Currently, Fan Pier Public Green is the best-located open space for a population of thousands. As the Seaport is steadily built out, the site’s group of users — office workers, residents, and visitors — will grow exponentially, and the flexible program with which the park was designed will prove increasingly important. The centerpiece of the completed landscape is an expansive open lawn. Elevated and gently terraced to provide distant views to the harbor, this space is designed to function on a variety of scales and host an array of events. Equipped with a 100-amp power connection behind a concealing panel, the Public Green is designed to accommodate such events as movie nights, concerts, and exhibition sporting events, as well as more informal recreational activities.
A vibrant paving pattern helps to activate the streets and sidewalks while embracing the adjacent high-rise building. Dark granite seatwalls, which can be found throughout the site, absorb solar radiation and allow the seating to be comfortable longer into the fall and earlier in the spring. These walls, which have a water-jet finish, are crafted of solid granite pieces and sit atop a custom-designed retaining wall detail that will prevent shifting over time. The streetscape also features custom-designed high-back benches that provide sanctuary from the wind while creating ideal people-watching opportunities. Beneath all of this, at the intersection of Northern Avenue and Marina Park Drive, the streetscape cleverly masks two buried tanks, containing 20,000 and 15,000 gallons of fuel for the Marina.
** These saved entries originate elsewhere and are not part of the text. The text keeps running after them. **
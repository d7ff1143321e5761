//! Image definition loaded from TOML.
//!
//! The definition describes the image (distribution, release, architecture),
//! the environment inside the sandbox, package sets and repositories for the
//! package manager, and shell actions triggered at fixed points of a build.
//! Every list entry carries filter fields evaluated by [`crate::filter`].

use anyhow::{bail, Context, Result};
use clap::ValueEnum;
use serde::{Deserialize, Serialize};
use std::fmt;
use std::fs;
use std::path::Path;

use crate::filter::{BuildSelector, ImageTarget, TargetType};
use crate::impl_filterable;
use crate::managers::Backend;

/// Default VM disk size: 4 GiB.
pub const DEFAULT_VM_SIZE: u64 = 4 * 1024 * 1024 * 1024;

#[derive(Debug, Clone, Serialize, Deserialize)]
#[serde(deny_unknown_fields)]
pub struct Definition {
    pub image: Image,
    #[serde(default, skip_serializing_if = "Option::is_none")]
    pub source: Option<Source>,
    #[serde(default)]
    pub targets: Targets,
    #[serde(default)]
    pub environment: Environment,
    #[serde(default)]
    pub packages: Packages,
    #[serde(default)]
    pub actions: Vec<Action>,
}

#[derive(Debug, Clone, Serialize, Deserialize)]
#[serde(deny_unknown_fields)]
pub struct Image {
    pub distribution: String,
    pub release: String,
    #[serde(default = "host_architecture")]
    pub architecture: String,
    #[serde(default = "default_variant")]
    pub variant: String,
    #[serde(default)]
    pub name: String,
    #[serde(default)]
    pub description: String,
}

/// Where the rootfs tree comes from. Consumed by downloaders, not by the sandbox.
#[derive(Debug, Clone, Serialize, Deserialize)]
#[serde(deny_unknown_fields)]
pub struct Source {
    pub downloader: String,
    #[serde(default)]
    pub url: String,
}

#[derive(Debug, Clone, Default, Serialize, Deserialize)]
#[serde(deny_unknown_fields)]
pub struct Targets {
    #[serde(default, rename = "type")]
    pub kind: TargetType,
    #[serde(default)]
    pub vm: VmTarget,
}

#[derive(Debug, Clone, Serialize, Deserialize)]
#[serde(deny_unknown_fields)]
pub struct VmTarget {
    #[serde(default = "default_vm_size")]
    pub size: u64,
    #[serde(default)]
    pub filesystem: RootFilesystem,
}

impl Default for VmTarget {
    fn default() -> Self {
        Self {
            size: DEFAULT_VM_SIZE,
            filesystem: RootFilesystem::default(),
        }
    }
}

/// Filesystem used for the VM root partition.
#[derive(Debug, Clone, Copy, PartialEq, Eq, Default, Serialize, Deserialize, ValueEnum)]
#[serde(rename_all = "lowercase")]
pub enum RootFilesystem {
    #[default]
    Ext4,
    Btrfs,
}

impl RootFilesystem {
    pub fn as_str(&self) -> &'static str {
        match self {
            RootFilesystem::Ext4 => "ext4",
            RootFilesystem::Btrfs => "btrfs",
        }
    }
}

impl fmt::Display for RootFilesystem {
    fn fmt(&self, f: &mut fmt::Formatter<'_>) -> fmt::Result {
        f.write_str(self.as_str())
    }
}

#[derive(Debug, Clone, Default, Serialize, Deserialize)]
#[serde(deny_unknown_fields)]
pub struct Environment {
    #[serde(default)]
    pub clear_defaults: bool,
    #[serde(default)]
    pub variables: Vec<EnvVariable>,
}

#[derive(Debug, Clone, Serialize, Deserialize)]
#[serde(deny_unknown_fields)]
pub struct EnvVariable {
    pub key: String,
    pub value: String,
    #[serde(default)]
    pub releases: Vec<String>,
    #[serde(default)]
    pub architectures: Vec<String>,
    #[serde(default)]
    pub variants: Vec<String>,
    #[serde(default)]
    pub types: Vec<TargetType>,
}

#[derive(Debug, Clone, Default, Serialize, Deserialize)]
#[serde(deny_unknown_fields)]
pub struct Packages {
    #[serde(default)]
    pub manager: String,
    #[serde(default, skip_serializing_if = "Option::is_none")]
    pub custom_manager: Option<CustomManager>,
    #[serde(default)]
    pub update: bool,
    #[serde(default)]
    pub cleanup: bool,
    #[serde(default)]
    pub sets: Vec<PackageSet>,
    #[serde(default)]
    pub repositories: Vec<Repository>,
}

#[derive(Debug, Clone, Copy, PartialEq, Eq, Hash, Serialize, Deserialize)]
#[serde(rename_all = "lowercase")]
pub enum PackageAction {
    Install,
    Remove,
}

impl fmt::Display for PackageAction {
    fn fmt(&self, f: &mut fmt::Formatter<'_>) -> fmt::Result {
        match self {
            PackageAction::Install => f.write_str("install"),
            PackageAction::Remove => f.write_str("remove"),
        }
    }
}

#[derive(Debug, Clone, PartialEq, Eq, Serialize, Deserialize)]
#[serde(deny_unknown_fields)]
pub struct PackageSet {
    pub action: PackageAction,
    #[serde(default)]
    pub packages: Vec<String>,
    #[serde(default)]
    pub flags: Vec<String>,
    #[serde(default)]
    pub releases: Vec<String>,
    #[serde(default)]
    pub architectures: Vec<String>,
    #[serde(default)]
    pub variants: Vec<String>,
    #[serde(default)]
    pub types: Vec<TargetType>,
}

impl PackageSet {
    pub fn new(action: PackageAction, packages: &[&str]) -> Self {
        Self {
            action,
            packages: packages.iter().map(|p| p.to_string()).collect(),
            flags: Vec::new(),
            releases: Vec::new(),
            architectures: Vec::new(),
            variants: Vec::new(),
            types: Vec::new(),
        }
    }
}

#[derive(Debug, Clone, Serialize, Deserialize)]
#[serde(deny_unknown_fields)]
pub struct Repository {
    pub name: String,
    /// Repository URL, or the full repository file content for file-based managers.
    pub url: String,
    #[serde(default, rename = "type")]
    pub kind: String,
    #[serde(default)]
    pub key: String,
    #[serde(default)]
    pub releases: Vec<String>,
    #[serde(default)]
    pub architectures: Vec<String>,
    #[serde(default)]
    pub variants: Vec<String>,
    #[serde(default)]
    pub types: Vec<TargetType>,
}

/// One command plus its flags for a custom package manager verb.
#[derive(Debug, Clone, Default, Serialize, Deserialize)]
#[serde(deny_unknown_fields)]
pub struct CustomManagerCmd {
    pub command: String,
    #[serde(default)]
    pub flags: Vec<String>,
}

#[derive(Debug, Clone, Default, Serialize, Deserialize)]
#[serde(deny_unknown_fields)]
pub struct CustomManager {
    #[serde(default)]
    pub clean: CustomManagerCmd,
    pub install: CustomManagerCmd,
    pub remove: CustomManagerCmd,
    #[serde(default)]
    pub refresh: CustomManagerCmd,
    #[serde(default)]
    pub update: CustomManagerCmd,
    /// Flags passed to every verb.
    #[serde(default)]
    pub flags: Vec<String>,
}

#[derive(Debug, Clone, Copy, PartialEq, Eq, Hash, Serialize, Deserialize)]
#[serde(rename_all = "kebab-case")]
pub enum Trigger {
    PostUnpack,
    PostUpdate,
    PostPackages,
    PostFiles,
}

impl fmt::Display for Trigger {
    fn fmt(&self, f: &mut fmt::Formatter<'_>) -> fmt::Result {
        let s = match self {
            Trigger::PostUnpack => "post-unpack",
            Trigger::PostUpdate => "post-update",
            Trigger::PostPackages => "post-packages",
            Trigger::PostFiles => "post-files",
        };
        f.write_str(s)
    }
}

#[derive(Debug, Clone, Serialize, Deserialize)]
#[serde(deny_unknown_fields)]
pub struct Action {
    pub trigger: Trigger,
    pub action: String,
    /// Render `action` as a template before running it.
    #[serde(default)]
    pub template: bool,
    #[serde(default)]
    pub releases: Vec<String>,
    #[serde(default)]
    pub architectures: Vec<String>,
    #[serde(default)]
    pub variants: Vec<String>,
    #[serde(default)]
    pub types: Vec<TargetType>,
}

impl_filterable!(EnvVariable, PackageSet, Repository, Action);

impl Definition {
    /// Read, parse and validate a definition file.
    pub fn load(path: &Path) -> Result<Self> {
        let content = fs::read_to_string(path)
            .with_context(|| format!("reading definition '{}'", path.display()))?;
        let definition = Self::parse(&content)
            .with_context(|| format!("parsing definition '{}'", path.display()))?;
        definition
            .validate()
            .with_context(|| format!("invalid definition '{}'", path.display()))?;
        Ok(definition)
    }

    pub fn parse(content: &str) -> Result<Self> {
        Ok(toml::from_str(content)?)
    }

    pub fn validate(&self) -> Result<()> {
        if self.image.distribution.trim().is_empty() {
            bail!("image.distribution must not be empty");
        }
        if self.image.release.trim().is_empty() {
            bail!("image.release must not be empty");
        }

        let has_packages = !self.packages.sets.is_empty()
            || !self.packages.repositories.is_empty()
            || self.packages.update
            || self.packages.cleanup;
        if has_packages || !self.packages.manager.is_empty() {
            Backend::from_definition(&self.packages)?;
        }

        for repo in &self.packages.repositories {
            if repo.name.trim().is_empty() {
                bail!("packages.repositories: repository name must not be empty");
            }
        }

        if self.actions.iter().any(|a| a.trigger == Trigger::PostFiles) {
            bail!("actions: post-files actions need file generators, which this builder does not run");
        }

        for var in &self.environment.variables {
            if var.key.is_empty() || var.key.contains('=') {
                bail!("environment.variables: invalid key '{}'", var.key);
            }
        }

        if self.targets.vm.size == 0 {
            bail!("targets.vm.size must be greater than zero");
        }

        Ok(())
    }

    /// Selector for this definition's image values and the given build kind.
    pub fn selector(&self, target_type: TargetType) -> BuildSelector<'_> {
        BuildSelector {
            release: &self.image.release,
            architecture: &self.image.architecture,
            variant: &self.image.variant,
            target_type,
        }
    }

    /// Actions for `trigger` that apply to the current build, in declaration order.
    pub fn runnable_actions(&self, trigger: Trigger, accepted: ImageTarget) -> Vec<&Action> {
        let selector = self.selector(self.targets.kind);
        self.actions
            .iter()
            .filter(|a| a.trigger == trigger && selector.accepts(*a, accepted))
            .collect()
    }
}

fn host_architecture() -> String {
    std::env::consts::ARCH.to_string()
}

fn default_variant() -> String {
    "default".to_string()
}

fn default_vm_size() -> u64 {
    DEFAULT_VM_SIZE
}
//! Build orchestration.
//!
//! [`pack`] prepares a rootfs for packaging: preflight, a work tree over the
//! source, (for VMs) disk creation, then inside the sandbox repositories,
//! post-unpack actions, packages with post-update actions, and post-packages
//! actions. The finished tree or disk image lands in the target directory.

pub mod context;
pub mod overlay;

use anyhow::{Context, Result};
use std::fs;
use std::path::Path;

use crate::definition::{Definition, Trigger};
use crate::filter::{ImageTarget, TargetType};
use crate::managers::pipeline::Pipeline;
use crate::managers::{Backend, Manager};
use crate::preflight;
use crate::process::{run_script, Cmd, CommandRunner};
use crate::sandbox::{self, EnvironmentSet, MountSpec};
use crate::template;
use crate::vm::VmDisk;

pub use context::{default_cache_dir, vm_image_path, BuildOptions};
use overlay::WorkTree;

/// Build `source` into `target`.
///
/// Container builds copy the finished tree into `target`. VM builds write
/// the disk image to `target/<name>.raw`. The source tree is left untouched.
pub fn pack(
    definition: &Definition,
    source: &Path,
    target: &Path,
    options: &BuildOptions,
    runner: &dyn CommandRunner,
) -> Result<()> {
    let mut definition = definition.clone();
    definition.targets.kind = options.target_type;
    definition.validate()?;

    preflight::check_host_tools(options.target_type, definition.targets.vm.filesystem)?;

    let accepted = ImageTarget::for_build(options.target_type);
    tracing::info!(
        distribution = %definition.image.distribution,
        release = %definition.image.release,
        target = %options.target_type,
        "packing rootfs"
    );

    let mut tree = WorkTree::create(runner, options.cache_dir(), source, options.disable_overlay)
        .context("Failed to prepare work tree")?;
    tracing::info!(kind = ?tree.kind(), dir = %tree.path().display(), "work tree ready");

    let result = match options.target_type {
        TargetType::Container => {
            run_sandboxed(&definition, tree.path(), accepted, &[], None, options, runner)
                .and_then(|()| tree.export(runner, target))
        }
        TargetType::Vm => pack_vm(&definition, tree.path(), target, accepted, options, runner),
    };

    if let Err(err) = tree.release() {
        tracing::warn!("{:#}", err);
    }
    result
}

fn pack_vm(
    definition: &Definition,
    rootfs: &Path,
    target: &Path,
    accepted: ImageTarget,
    options: &BuildOptions,
    runner: &dyn CommandRunner,
) -> Result<()> {
    fs::create_dir_all(target)
        .with_context(|| format!("Failed to create '{}'", target.display()))?;

    let mut disk = VmDisk::new(
        runner,
        vm_image_path(definition, target),
        definition.targets.vm.size,
        definition.targets.vm.filesystem,
        options.vm_rootfs_dir(),
    );

    let result = build_in_disk(&mut disk, definition, rootfs, accepted, options, runner);
    let teardown = disk.teardown();
    result?;
    teardown
}

fn build_in_disk(
    disk: &mut VmDisk<'_>,
    definition: &Definition,
    rootfs: &Path,
    accepted: ImageTarget,
    options: &BuildOptions,
    runner: &dyn CommandRunner,
) -> Result<()> {
    disk.build().context("Failed to create VM disk")?;
    copy_tree(runner, rootfs, disk.rootfs_dir())?;

    let uuid = disk.find_partition_uuid(&disk.root_partition()?)?;
    let mounts = disk.sandbox_mounts()?;
    run_sandboxed(
        definition,
        disk.rootfs_dir(),
        accepted,
        &mounts,
        Some(&uuid),
        options,
        runner,
    )
}

/// `rsync -aHAX --numeric-ids <from>/ <to>`
pub(crate) fn copy_tree(runner: &dyn CommandRunner, from: &Path, to: &Path) -> Result<()> {
    runner.run(
        &Cmd::new("rsync")
            .args(["-aHAX", "--numeric-ids"])
            .arg(format!("{}/", from.display()))
            .arg_path(to)
            .error_msg(format!(
                "Failed to copy '{}' into '{}'",
                from.display(),
                to.display()
            )),
    )?;
    Ok(())
}

fn run_sandboxed(
    definition: &Definition,
    rootfs: &Path,
    accepted: ImageTarget,
    extra_mounts: &[MountSpec],
    root_uuid: Option<&str>,
    options: &BuildOptions,
    runner: &dyn CommandRunner,
) -> Result<()> {
    let selector = definition.selector(options.target_type);
    let mut environment = EnvironmentSet::for_build(&definition.environment, &selector, accepted);
    if let Some(uuid) = root_uuid {
        environment.set("ROOT_UUID", uuid);
    }

    let lease = sandbox::enter(rootfs, &environment, extra_mounts)
        .context("Failed to setup chroot")?;
    let result = run_stages(definition, accepted, options, runner);
    let exited = lease.exit().context("Failed to exit chroot");
    result?;
    exited
}

fn has_package_work(definition: &Definition) -> bool {
    let packages = &definition.packages;
    !packages.manager.is_empty()
        || packages.custom_manager.is_some()
        || !packages.sets.is_empty()
        || !packages.repositories.is_empty()
        || packages.update
}

fn run_stages(
    definition: &Definition,
    accepted: ImageTarget,
    options: &BuildOptions,
    runner: &dyn CommandRunner,
) -> Result<()> {
    let ctx = template::context_for(definition)?;

    let manager = if has_package_work(definition) {
        let backend = Backend::from_definition(&definition.packages)?;
        let manager = Manager::new(backend, runner).with_architecture(&definition.image.architecture);
        manager
            .load()
            .with_context(|| format!("Failed to load manager '{}'", manager.backend()))?;
        Some(manager)
    } else {
        None
    };

    let pipeline = manager
        .as_ref()
        .map(|m| Pipeline::new(definition, m, accepted).with_cancel(&options.cancel));

    if let Some(pipeline) = &pipeline {
        tracing::info!("Managing repositories");
        pipeline
            .manage_repositories()
            .context("Failed to manage repositories")?;
    }

    run_actions(definition, Trigger::PostUnpack, accepted, &ctx, runner)?;

    if let Some(pipeline) = &pipeline {
        tracing::info!("Managing packages");
        pipeline
            .manage_packages(&mut || run_actions(definition, Trigger::PostUpdate, accepted, &ctx, runner))
            .context("Failed to manage packages")?;
    }

    run_actions(definition, Trigger::PostPackages, accepted, &ctx, runner)
}

fn run_actions(
    definition: &Definition,
    trigger: Trigger,
    accepted: ImageTarget,
    ctx: &serde_json::Value,
    runner: &dyn CommandRunner,
) -> Result<()> {
    let actions = definition.runnable_actions(trigger, accepted);
    if actions.is_empty() {
        return Ok(());
    }

    tracing::info!(trigger = %trigger, count = actions.len(), "Running hooks");
    for action in actions {
        let script = if action.template {
            template::render(&action.action, ctx)
                .with_context(|| format!("Failed to render {} action", trigger))?
        } else {
            action.action.clone()
        };
        run_script(runner, &script).with_context(|| format!("Failed to run {}", trigger))?;
    }
    Ok(())
}

#[cfg(test)]
mod tests {
    use super::*;
    use crate::process::testing::RecordingRunner;

    fn definition(body: &str) -> Definition {
        Definition::parse(&format!(
            "[image]\ndistribution = \"ubuntu\"\nrelease = \"bionic\"\narchitecture = \"amd64\"\n\n{}",
            body
        ))
        .unwrap()
    }

    #[test]
    fn test_has_package_work() {
        assert!(!has_package_work(&definition("")));
        assert!(has_package_work(&definition("[packages]\nmanager = \"apt\"\n")));
        assert!(has_package_work(&definition(
            "[packages]\nmanager = \"apt\"\n[[packages.sets]]\naction = \"install\"\npackages = [\"vim\"]\n"
        )));
    }

    #[test]
    fn test_actions_run_in_order_with_templates() {
        let def = definition(
            "[[actions]]\ntrigger = \"post-unpack\"\naction = \"#!/bin/sh\\necho first\\n\"\n\n[[actions]]\ntrigger = \"post-unpack\"\ntemplate = true\naction = \"#!/bin/sh\\necho {{ image.release }}\\n\"\n\n[[actions]]\ntrigger = \"post-packages\"\naction = \"#!/bin/sh\\necho later\\n\"\n",
        );
        let runner = RecordingRunner::new();
        let accepted = ImageTarget::for_build(TargetType::Container);
        let ctx = template::context_for(&def).unwrap();

        run_actions(&def, Trigger::PostUnpack, accepted, &ctx, &runner).unwrap();
        let calls = runner.calls.borrow();
        assert_eq!(calls.len(), 2);
        assert!(calls.iter().all(|argv| argv[0].starts_with("/tmp/rootfs-builder_")));
    }

    #[test]
    fn test_action_failure_names_trigger() {
        let def = definition("[[actions]]\ntrigger = \"post-update\"\naction = \"#!/bin/sh\\nexit 1\\n\"\n");
        let runner = RecordingRunner::new();
        runner.fail_on("/tmp/rootfs-builder_");
        let ctx = template::context_for(&def).unwrap();
        let err = run_actions(
            &def,
            Trigger::PostUpdate,
            ImageTarget::for_build(TargetType::Container),
            &ctx,
            &runner,
        )
        .unwrap_err();
        assert!(err.to_string().contains("post-update"));
    }

    #[test]
    fn test_copy_tree_command() {
        let runner = RecordingRunner::new();
        copy_tree(&runner, Path::new("/build/rootfs"), Path::new("/cache/vm-rootfs")).unwrap();
        assert_eq!(
            runner.lines(),
            ["rsync -aHAX --numeric-ids /build/rootfs/ /cache/vm-rootfs"]
        );
    }

    #[test]
    fn test_vm_teardown_runs_in_reverse_after_failed_disk_build() {
        let temp = tempfile::TempDir::new().unwrap();
        let device = temp.path().join("loop9").to_string_lossy().into_owned();
        fs::write(format!("{}p1", device), "").unwrap();
        fs::write(format!("{}p2", device), "").unwrap();

        let runner = RecordingRunner::new();
        runner.respond("losetup -P", &format!("{}\n", device));
        runner.fail_on("mkfs.vfat");

        let def = definition("[targets.vm]\nsize = 1048576\n");
        let options = BuildOptions::new(TargetType::Vm, temp.path().join("cache"));
        let target = temp.path().join("out");
        let err = pack_vm(
            &def,
            &temp.path().join("rootfs"),
            &target,
            ImageTarget::for_build(TargetType::Vm),
            &options,
            &runner,
        )
        .unwrap_err();
        assert!(err.to_string().contains("Failed to create VM disk"));
        assert!(target.join("ubuntu-bionic-amd64.raw").exists());

        let vm = options.vm_rootfs_dir();
        let lines = runner.lines();
        assert_eq!(
            lines[lines.len() - 5..],
            [
                format!("mountpoint -q {}/boot/efi", vm.display()),
                format!("umount -R {}/boot/efi", vm.display()),
                format!("mountpoint -q {}", vm.display()),
                format!("umount -R {}", vm.display()),
                format!("losetup -d {}", device),
            ]
        );
        assert!(!lines.iter().any(|l| l.starts_with("rsync")));
    }

    #[test]
    #[serial_test::serial]
    #[ignore = "requires root"]
    fn test_pack_container_without_packages() {
        let temp = tempfile::TempDir::new().unwrap();
        let source = temp.path().join("rootfs");
        for dir in ["etc", "usr/sbin", "proc", "sys", "dev", "run", "tmp", "bin"] {
            fs::create_dir_all(source.join(dir)).unwrap();
        }
        let def = definition(
            "[[actions]]\ntrigger = \"post-packages\"\naction = \"#!/bin/sh\\necho built > /etc/marker\\n\"\n",
        );
        let options = BuildOptions::new(TargetType::Container, temp.path().join("cache"));
        let target = temp.path().join("out");
        pack(&def, &source, &target, &options, &crate::process::SystemRunner).unwrap();

        assert_eq!(fs::read_to_string(target.join("etc/marker")).unwrap(), "built\n");
        assert!(!source.join("etc/marker").exists());
        assert_eq!(fs::read_dir(target.join("dev")).unwrap().count(), 0);
        for dir in ["overlay", "upper", "work"] {
            assert!(!temp.path().join("cache").join(dir).exists());
        }
    }
}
Raised planters, edged with monolithic black granite, hold a colorful palette of perennials, shrubs, grasses, and vines. These planting beds gracefully channel pedestrian routes through the site. Uplit swamp white oaks, planted within the surface of the deck and lawn areas, provide a canopy ‘ceiling’ for the outdoor spaces. The canopy is richest at the park’s north-east corner, where the HarborWalk is activated by a band of monumental seating.